Abdullah non si è fatto intimorire ed ha dichiarato: “Sono stato io a dichiararmi favorevole alla diffusione di questo audio. Se venissi ucciso? Beh, arriverei al cospetto di Gesù Cristo con l’animo pulito senza averlo rinnegato“.

Il canale televisivo ha anche diffuso un’altra dichiarazione del Principe: “Sono felice di qualunque cosa mi possa accadere, perché nella Bibbia mi ha guidato sulla giusta strada”.

Le minacce dagli integralisti

In Kuwait, la maggioranza della popolazione è di religione musulmana, e la notizia diffusa della conversione del principe ha suscitato non poche polemiche. Le minacce sono arrivate, in particolare, dalle comunità islamiche più intransigenti: “L’Islam è la religione ufficiale nel Paese e non ammettiamo conversioni di nessuna maniera, né tanto meno da discendenti della casa reale”.

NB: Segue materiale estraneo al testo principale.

use std::collections::{BTreeMap, BTreeSet};

use serde::{Deserialize, Serialize};

use crate::models::base::FacilityId;

#[derive(Debug, Clone, PartialEq, Eq, thiserror::Error)]
pub enum InvalidReservation {
    #[error("Group name must not be empty")]
    MissingGroup,
    #[error("At least one base must be selected")]
    NoFacilities,
    #[error("End time must be after start time")]
    EmptyWindow,
}

/// A reservation that has passed validation: non-empty group, at least one
/// facility and `end_time > start_time`.
#[derive(Serialize, Deserialize, Clone, Debug, PartialEq, Eq)]
pub struct ReservationRequest {
    pub group_name: String,
    pub facility_ids: Vec<FacilityId>,
    pub start_time: i64,
    pub end_time: i64,
}

impl ReservationRequest {
    pub fn new(
        group_name: &str,
        facility_ids: impl IntoIterator<Item = FacilityId>,
        start_time: i64,
        end_time: i64,
    ) -> Result<Self, InvalidReservation> {
        let group_name = group_name.trim();
        if group_name.is_empty() {
            return Err(InvalidReservation::MissingGroup);
        }

        let facility_ids = dedup_in_order(facility_ids);
        if facility_ids.is_empty() {
            return Err(InvalidReservation::NoFacilities);
        }

        if end_time <= start_time {
            return Err(InvalidReservation::EmptyWindow);
        }

        Ok(Self {
            group_name: group_name.to_string(),
            facility_ids,
            start_time,
            end_time,
        })
    }
}

/// Whole seconds of a unix timestamp. Browsers send `getTime() / 1000`, so a
/// fractional part is accepted and truncated.
pub fn parse_unix_seconds(raw: &str) -> Option<i64> {
    let raw = raw.trim();
    let (whole, fraction) = raw.split_once('.').unwrap_or((raw, ""));
    if !fraction.chars().all(|c| c.is_ascii_digit()) {
        return None;
    }
    whole.parse().ok()
}

pub fn dedup_in_order(ids: impl IntoIterator<Item = FacilityId>) -> Vec<FacilityId> {
    let mut seen = BTreeSet::new();
    ids.into_iter().filter(|id| seen.insert(*id)).collect()
}

#[derive(Serialize, Deserialize, Clone, Copy, Debug, PartialEq, Eq)]
#[serde(rename_all = "snake_case")]
pub enum ReservationType {
    LargeEvent,
    Scrim,
    Training,
    Pog,
}

#[derive(Serialize, Deserialize, Clone, Copy, Debug, PartialEq, Eq)]
#[serde(rename_all = "snake_case")]
pub enum RequestType {
    Availability,
    Reservation,
}

/// Body posted to the base service for both reservations and availability checks.
#[derive(Serialize, Deserialize, Clone, Debug, PartialEq, Eq)]
pub struct BaseServiceRequest {
    pub facility_ids: Vec<FacilityId>,
    pub reservation_type: ReservationType,
    pub request_type: RequestType,
    pub group_name: String,
    #[serde(skip_serializing_if = "Option::is_none")]
    pub start_time: Option<i64>,
    #[serde(skip_serializing_if = "Option::is_none")]
    pub end_time: Option<i64>,
}

impl BaseServiceRequest {
    pub fn reservation(request: &ReservationRequest) -> Self {
        Self {
            facility_ids: request.facility_ids.clone(),
            reservation_type: ReservationType::Scrim,
            request_type: RequestType::Reservation,
            group_name: request.group_name.clone(),
            start_time: Some(request.start_time),
            end_time: Some(request.end_time),
        }
    }

    pub fn availability(facility_ids: &[FacilityId], start_time: i64, end_time: i64) -> Self {
        Self {
            facility_ids: facility_ids.to_vec(),
            reservation_type: ReservationType::Scrim,
            request_type: RequestType::Availability,
            group_name: String::new(),
            start_time: Some(start_time),
            end_time: Some(end_time),
        }
    }
}

/// A single reservation as reported by the base service.
#[derive(Serialize, Deserialize, Clone, Debug, PartialEq, Eq)]
pub struct Reservation {
    pub facility_id: FacilityId,
    #[serde(default)]
    pub group_name: String,
    pub start_time: i64,
    pub end_time: i64,
    #[serde(default, skip_serializing_if = "Option::is_none")]
    pub reservation_type: Option<ReservationType>,
}

#[derive(Deserialize, Clone, Debug, Default)]
pub struct ReservationOutcome {
    #[serde(default)]
    pub succeeded_reservations: Vec<Reservation>,
    #[serde(default)]
    pub failed_reservations: Vec<Reservation>,
}

#[derive(Deserialize, Clone, Debug, Default)]
pub struct AvailabilityOutcome {
    #[serde(default)]
    pub possible_reservations: Vec<Reservation>,
    #[serde(default)]
    pub denied_reservations: Vec<Reservation>,
}

#[derive(Deserialize, Clone, Debug)]
pub struct BaseServiceResponse<T> {
    pub result: Option<T>,
    #[serde(default)]
    pub error: Option<serde_json::Value>,
}

/// Requested facilities split into those that were booked and those that were not.
#[derive(Serialize, Clone, Debug, PartialEq, Eq)]
pub struct ReservationResult {
    pub reserved: Vec<FacilityId>,
    pub failed: Vec<FacilityId>,
    #[serde(skip)]
    pub reservations: Vec<Reservation>,
}

impl ReservationResult {
    /// Every requested facility ends up in exactly one of the two sets. Anything the
    /// service did not confirm counts as failed, and unrequested ids are dropped.
    pub fn partition(requested: &[FacilityId], outcome: ReservationOutcome) -> Self {
        let failed_ids: BTreeSet<FacilityId> = outcome
            .failed_reservations
            .iter()
            .map(|reservation| reservation.facility_id)
            .collect();

        let mut reservations = Vec::new();
        for reservation in outcome.succeeded_reservations {
            let wanted = requested.contains(&reservation.facility_id);
            let duplicate = reservations
                .iter()
                .any(|r: &Reservation| r.facility_id == reservation.facility_id);
            if wanted && !duplicate && !failed_ids.contains(&reservation.facility_id) {
                reservations.push(reservation);
            }
        }

        let (reserved, failed): (Vec<FacilityId>, Vec<FacilityId>) = requested.iter().partition(|id| {
            reservations
                .iter()
                .any(|reservation| reservation.facility_id == **id)
        });

        Self {
            reserved,
            failed,
            reservations,
        }
    }

    pub fn is_complete(&self) -> bool {
        self.failed.is_empty()
    }
}

pub type AvailabilityMap = BTreeMap<FacilityId, bool>;

/// Bookability of each requested facility. Denials win over possible
/// reservations and anything the service left out is not bookable.
pub fn availability_map(requested: &[FacilityId], outcome: AvailabilityOutcome) -> AvailabilityMap {
    let mut map: AvailabilityMap = requested.iter().map(|id| (*id, false)).collect();

    for reservation in outcome.possible_reservations {
        if let Some(available) = map.get_mut(&reservation.facility_id) {
            *available = true;
        }
    }
    for reservation in outcome.denied_reservations {
        if let Some(available) = map.get_mut(&reservation.facility_id) {
            *available = false;
        }
    }

    map
}
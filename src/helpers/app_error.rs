use axum::http::StatusCode;
use axum::response::{IntoResponse, Response};
use axum::Json;
use serde_json::json;
use tracing::warn;

pub const GENERIC_FAILURE: &str = "An error has occurred! Please try again. \
    If the service continues to have issues, please contact an OvO Admin.";

#[derive(Debug, thiserror::Error)]
pub enum AppError {
    #[error("Not authorized")]
    Unauthorized,
    #[error("{0}")]
    BadRequest(String),
    #[error(transparent)]
    Upstream(#[from] anyhow::Error),
}

impl AppError {
    pub fn bad_request(message: impl Into<String>) -> Self {
        AppError::BadRequest(message.into())
    }
}

impl IntoResponse for AppError {
    fn into_response(self) -> Response {
        match self {
            AppError::Unauthorized => (
                StatusCode::UNAUTHORIZED,
                Json(json!({ "error": "Not authorized" })),
            )
                .into_response(),
            AppError::BadRequest(message) => {
                (StatusCode::BAD_REQUEST, Json(json!({ "error": message }))).into_response()
            }
            AppError::Upstream(e) => {
                warn!("Upstream request failed due to: {:#}", e);
                (
                    StatusCode::BAD_GATEWAY,
                    Json(json!({ "error": GENERIC_FAILURE })),
                )
                    .into_response()
            }
        }
    }
}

Anche se non sembra una minaccia vera e propria, la dichiarazione è stata chiara. Il non ammettere altre religioni significa privare la libertà di coscienza e di professione di religione diversa da altre.

Gesù Cristo non è venuto per portare scompiglio fra gli uomini, ma per portarli a credere sempre più nella benevolenza di Dio Padre. Nella speranza che il Principe del Kuwait perseveri nel suo intento e non torni indietro intimorito.